One more thing related to streaming data charts: currently what StreamingChart(z) is printing is a call to the jquery highcharts plugin which will cause the chart to "blink" when it's refreshed. To avoid this effect you can add another functionality to print a javascript call to addSeries() which will not reload the whole chart but will just append the new data

rockie-yang commented 7 years ago

The exception indicate that you can not run the current paragraph from the current paragraph.

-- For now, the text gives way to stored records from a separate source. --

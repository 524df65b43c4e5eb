//! Reference to a transaction output.

use stakd_consensus::Hash256;

use crate::encoding::{Decodable, DecodeError, Decoder, Encodable, Encoder};

#[derive(Clone, Copy, Debug, Eq, PartialEq, Hash, Ord, PartialOrd)]
pub struct OutPoint {
    pub hash: Hash256,
    pub index: u32,
}

impl OutPoint {
    pub fn new(hash: Hash256, index: u32) -> Self {
        Self { hash, index }
    }

    /// The prevout carried by coinbase inputs.
    pub fn null() -> Self {
        Self {
            hash: [0u8; 32],
            index: u32::MAX,
        }
    }

    pub fn is_null(&self) -> bool {
        self.index == u32::MAX && self.hash == [0u8; 32]
    }
}

impl Encodable for OutPoint {
    fn consensus_encode(&self, encoder: &mut Encoder) {
        encoder.write_hash(&self.hash);
        encoder.write_u32_le(self.index);
    }
}

impl Decodable for OutPoint {
    fn consensus_decode(decoder: &mut Decoder) -> Result<Self, DecodeError> {
        Ok(Self {
            hash: decoder.read_hash()?,
            index: decoder.read_u32_le()?,
        })
    }
}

This is also why we need a separate paragraph just put StreamingChart(z). You can create a separate graph and get id then run it. If you want to run the next paragraph, check the code, which has find the next paragraph id.

That's right, there is a blink when new data comes. The solution you mentioned I had think to add it, why got no time now to work on it. I'm wondering if you have some time create a PR?